#### Brief:
Nothing in the records should change; write them all out exactly.

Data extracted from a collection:
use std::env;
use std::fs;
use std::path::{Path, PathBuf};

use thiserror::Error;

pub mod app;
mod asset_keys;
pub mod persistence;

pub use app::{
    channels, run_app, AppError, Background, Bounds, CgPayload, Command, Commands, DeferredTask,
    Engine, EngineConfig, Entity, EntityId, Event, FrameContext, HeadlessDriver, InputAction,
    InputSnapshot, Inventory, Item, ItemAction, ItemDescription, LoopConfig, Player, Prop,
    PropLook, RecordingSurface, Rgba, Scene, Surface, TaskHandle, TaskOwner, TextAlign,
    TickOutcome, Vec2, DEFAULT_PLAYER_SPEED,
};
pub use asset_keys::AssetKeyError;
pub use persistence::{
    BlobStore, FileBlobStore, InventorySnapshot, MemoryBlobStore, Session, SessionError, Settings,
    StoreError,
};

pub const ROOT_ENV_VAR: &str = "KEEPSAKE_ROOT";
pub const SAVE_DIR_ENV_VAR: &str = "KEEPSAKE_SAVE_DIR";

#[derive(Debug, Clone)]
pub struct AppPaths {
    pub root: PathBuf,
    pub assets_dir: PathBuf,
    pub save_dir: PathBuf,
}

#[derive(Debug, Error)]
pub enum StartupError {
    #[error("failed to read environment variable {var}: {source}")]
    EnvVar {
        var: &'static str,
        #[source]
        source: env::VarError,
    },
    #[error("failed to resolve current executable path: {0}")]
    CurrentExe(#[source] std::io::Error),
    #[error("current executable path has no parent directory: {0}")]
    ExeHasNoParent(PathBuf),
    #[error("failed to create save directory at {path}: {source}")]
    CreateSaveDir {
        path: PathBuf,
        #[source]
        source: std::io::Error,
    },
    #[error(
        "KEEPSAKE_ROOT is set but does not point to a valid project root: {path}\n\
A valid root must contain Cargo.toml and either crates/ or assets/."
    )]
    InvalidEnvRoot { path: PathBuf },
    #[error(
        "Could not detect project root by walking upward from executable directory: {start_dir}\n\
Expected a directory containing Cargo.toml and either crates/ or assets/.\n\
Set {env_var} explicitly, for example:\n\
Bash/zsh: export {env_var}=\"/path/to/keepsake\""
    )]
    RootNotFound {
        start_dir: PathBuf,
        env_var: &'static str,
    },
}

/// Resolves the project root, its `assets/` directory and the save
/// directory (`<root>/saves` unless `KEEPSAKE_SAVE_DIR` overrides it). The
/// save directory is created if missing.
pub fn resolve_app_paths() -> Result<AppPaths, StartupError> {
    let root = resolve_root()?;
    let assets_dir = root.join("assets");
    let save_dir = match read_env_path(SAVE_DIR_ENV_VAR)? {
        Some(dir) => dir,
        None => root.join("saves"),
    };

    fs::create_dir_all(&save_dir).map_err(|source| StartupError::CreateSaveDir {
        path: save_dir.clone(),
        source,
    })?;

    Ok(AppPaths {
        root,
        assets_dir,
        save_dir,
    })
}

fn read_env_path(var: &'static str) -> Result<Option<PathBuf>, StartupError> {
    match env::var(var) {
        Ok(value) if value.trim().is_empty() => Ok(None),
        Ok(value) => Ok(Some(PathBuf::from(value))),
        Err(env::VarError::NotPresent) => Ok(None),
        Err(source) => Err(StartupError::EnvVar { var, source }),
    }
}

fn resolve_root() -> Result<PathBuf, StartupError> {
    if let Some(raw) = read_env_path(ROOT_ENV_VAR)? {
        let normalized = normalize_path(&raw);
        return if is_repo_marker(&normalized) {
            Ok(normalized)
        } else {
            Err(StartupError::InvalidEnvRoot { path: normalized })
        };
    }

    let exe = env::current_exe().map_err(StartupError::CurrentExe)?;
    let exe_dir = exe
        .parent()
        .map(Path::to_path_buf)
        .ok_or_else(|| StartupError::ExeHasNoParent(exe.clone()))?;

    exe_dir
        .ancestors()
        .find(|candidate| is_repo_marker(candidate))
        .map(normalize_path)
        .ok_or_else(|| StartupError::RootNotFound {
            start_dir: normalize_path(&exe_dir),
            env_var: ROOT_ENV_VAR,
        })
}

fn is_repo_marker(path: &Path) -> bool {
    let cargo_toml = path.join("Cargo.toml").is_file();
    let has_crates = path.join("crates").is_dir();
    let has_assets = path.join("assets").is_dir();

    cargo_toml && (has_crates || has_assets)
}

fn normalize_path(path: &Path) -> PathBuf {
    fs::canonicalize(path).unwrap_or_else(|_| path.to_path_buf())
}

#### Answer section:
use std::env;
use std::fs;
use std::path::{Path, PathBuf};

use thiserror::Error;

pub mod app;
mod asset_keys;
pub mod persistence;

pub use app::{
    channels, run_app, AppError, Background, Bounds, CgPayload, Command, Commands, DeferredTask,
    Engine, EngineConfig, Entity, EntityId, Event, FrameContext, HeadlessDriver, InputAction,
    InputSnapshot, Inventory, Item, ItemAction, ItemDescription, LoopConfig, Player, Prop,
    PropLook, RecordingSurface, Rgba, Scene, Surface, TaskHandle, TaskOwner, TextAlign,
    TickOutcome, Vec2, DEFAULT_PLAYER_SPEED,
};
pub use asset_keys::AssetKeyError;
pub use persistence::{
    BlobStore, FileBlobStore, InventorySnapshot, MemoryBlobStore, Session, SessionError, Settings,
    StoreError,
};

pub const ROOT_ENV_VAR: &str = "KEEPSAKE_ROOT";
pub const SAVE_DIR_ENV_VAR: &str = "KEEPSAKE_SAVE_DIR";

#[derive(Debug, Clone)]
pub struct AppPaths {
    pub root: PathBuf,
    pub assets_dir: PathBuf,
    pub save_dir: PathBuf,
}

#[derive(Debug, Error)]
pub enum StartupError {
    #[error("failed to read environment variable {var}: {source}")]
    EnvVar {
        var: &'static str,
        #[source]
        source: env::VarError,
    },
    #[error("failed to resolve current executable path: {0}")]
    CurrentExe(#[source] std::io::Error),
    #[error("current executable path has no parent directory: {0}")]
    ExeHasNoParent(PathBuf),
    #[error("failed to create save directory at {path}: {source}")]
    CreateSaveDir {
        path: PathBuf,
        #[source]
        source: std::io::Error,
    },
    #[error(
        "KEEPSAKE_ROOT is set but does not point to a valid project root: {path}\n\
A valid root must contain Cargo.toml and either crates/ or assets/."
    )]
    InvalidEnvRoot { path: PathBuf },
    #[error(
        "Could not detect project root by walking upward from executable directory: {start_dir}\n\
Expected a directory containing Cargo.toml and either crates/ or assets/.\n\
Set {env_var} explicitly, for example:\n\
Bash/zsh: export {env_var}=\"/path/to/keepsake\""
    )]
    RootNotFound {
        start_dir: PathBuf,
        env_var: &'static str,
    },
}

/// Resolves the project root, its `assets/` directory and the save
/// directory (`<root>/saves` unless `KEEPSAKE_SAVE_DIR` overrides it). The
/// save directory is created if missing.
pub fn resolve_app_paths() -> Result<AppPaths, StartupError> {
    let root = resolve_root()?;
    let assets_dir = root.join("assets");
    let save_dir = match read_env_path(SAVE_DIR_ENV_VAR)? {
        Some(dir) => dir,
        None => root.join("saves"),
    };

    fs::create_dir_all(&save_dir).map_err(|source| StartupError::CreateSaveDir {
        path: save_dir.clone(),
        source,
    })?;

    Ok(AppPaths {
        root,
        assets_dir,
        save_dir,
    })
}

fn read_env_path(var: &'static str) -> Result<Option<PathBuf>, StartupError> {
    match env::var(var) {
        Ok(value) if value.trim().is_empty() => Ok(None),
        Ok(value) => Ok(Some(PathBuf::from(value))),
        Err(env::VarError::NotPresent) => Ok(None),
        Err(source) => Err(StartupError::EnvVar { var, source }),
    }
}

fn resolve_root() -> Result<PathBuf, StartupError> {
    if let Some(raw) = read_env_path(ROOT_ENV_VAR)? {
        let normalized = normalize_path(&raw);
        return if is_repo_marker(&normalized) {
            Ok(normalized)
        } else {
            Err(StartupError::InvalidEnvRoot { path: normalized })
        };
    }

    let exe = env::current_exe().map_err(StartupError::CurrentExe)?;
    let exe_dir = exe
        .parent()
        .map(Path::to_path_buf)
        .ok_or_else(|| StartupError::ExeHasNoParent(exe.clone()))?;

    exe_dir
        .ancestors()
        .find(|candidate| is_repo_marker(candidate))
        .map(normalize_path)
        .ok_or_else(|| StartupError::RootNotFound {
            start_dir: normalize_path(&exe_dir),
            env_var: ROOT_ENV_VAR,
        })
}

fn is_repo_marker(path: &Path) -> bool {
    let cargo_toml = path.join("Cargo.toml").is_file();
    let has_crates = path.join("crates").is_dir();
    let has_assets = path.join("assets").is_dir();

    cargo_toml && (has_crates || has_assets)
}

fn normalize_path(path: &Path) -> PathBuf {
    fs::canonicalize(path).unwrap_or_else(|_| path.to_path_buf())
}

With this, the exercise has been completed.